Million-dollar contracts with celebrities is not the only way to do it though. Collaborations with “micro-influencers” are becoming more and more common. Micro-influencers are people known in a more or less limited circle of social network users who, in principle, focus on niche topics. Collaborating with micro-influencers can often be more effective than collaborating with celebrities, as they reach more specific market segments, with a passionate audience with which they have a genuine relationship.
A brand of professional nutritional supplements for athletes is likely to achieve better results and ROI if they collaborate with and energetic fitness trainer who’s blog is followed by a loyal, albeit smaller, audience, instead of a handsome musician with a million followers on Instagram.
How to start influencer marketing
As already mentioned, fame / visibility is not the only criterion to be considered when selecting influencers to work with.

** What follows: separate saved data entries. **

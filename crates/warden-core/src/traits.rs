/*!
 * Warden Traits
 *
 * Traits comuns usados em toda a workspace Warden
 */

/// Componente capaz de liberar memória quando o processo está sob pressão.
///
/// É a contrapartida de uma requisição forçada de coleta de lixo: depois de uma
/// limpeza emergencial, o gerenciador pede a cada `Reclaimable` registrado que
/// devolva o que puder.
pub trait Reclaimable: Send + Sync {
    /// Nome usado nos logs
    fn name(&self) -> &str;

    /// Libera memória e retorna quantos itens foram descartados
    fn reclaim(&self) -> usize;
}

/// Fonte de leitura da memória residente do processo
pub trait MemoryProbe: Send + Sync {
    /// Memória residente atual, em megabytes
    fn resident_mb(&self) -> f64;
}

Answer these questions first:
– What effect do you want to achieve through working with an influencer?
– What is your available budget for influencer marketing?

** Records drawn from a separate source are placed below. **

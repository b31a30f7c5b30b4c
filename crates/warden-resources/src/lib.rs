/*!
 * Warden Resources
 *
 * Registro e ciclo de vida de recursos externos (conexões, sessões, handles),
 * pool de conexões de banco e monitoramento da memória do processo.
 */

mod manager;
mod metrics;
mod monitor;
mod pool;
mod resource;

// Re-exportações públicas
pub use manager::ResourceManager;
pub use metrics::{ResourceMetrics, ResourceStats};
pub use monitor::{MemoryCallback, MemoryMonitor, MemorySample, SysinfoProbe};
pub use pool::{
    ConnectionManager, ConnectionPool, ConnectionStats, DatabaseConnection, PoolConfig,
    PoolStats, PooledConnection,
};
pub use resource::{
    cleanup_fn, sync_cleanup, CleanupFn, ManagedResource, ResourceGuard, ResourceInfo,
    ResourceState, ResourceType,
};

– Does the influencer match your brand and do you share common values?
– Will the content of the campaign with the influencer seem natural / genuine?
– Does the influencer address / reach the right audience for your brand? How intense are his relationships with this niche?
– Does the influencer have sufficient reach to achieve the objectives (from the first question)?
– Is the influencer able to mobilize your target audience?
– Is the influencer active on the channels used by your target customers?
– Are the influencer’s followers similar to the buyer personas you defined?
Once you find the right influencer that meets all the key criteria, you will need to determine the metrics to measure your campaign performance. Typically, the most commonly monitored metrics in influencer campaigns are the following: clicks, likes, shares, responses, comments, brand mentions, impressions, and purchases. You can track some with the help of statistics on social networks, some with the help of UTM tags and SmartURLs, dedicated hashtags, dedicated promotional codes and, of course, with the help of Google Analytics (referral traffic sources, …).
An easy way to measure the performance of influencer campaigns is to monitor the performance of influencer posts on social channels. Let your chosen influencer provide you with accurate click, share, comment, and impression data for each post, story, blog, and more. The engagement of followers and the reach of posts are key, as together they increase your brand’s visibility.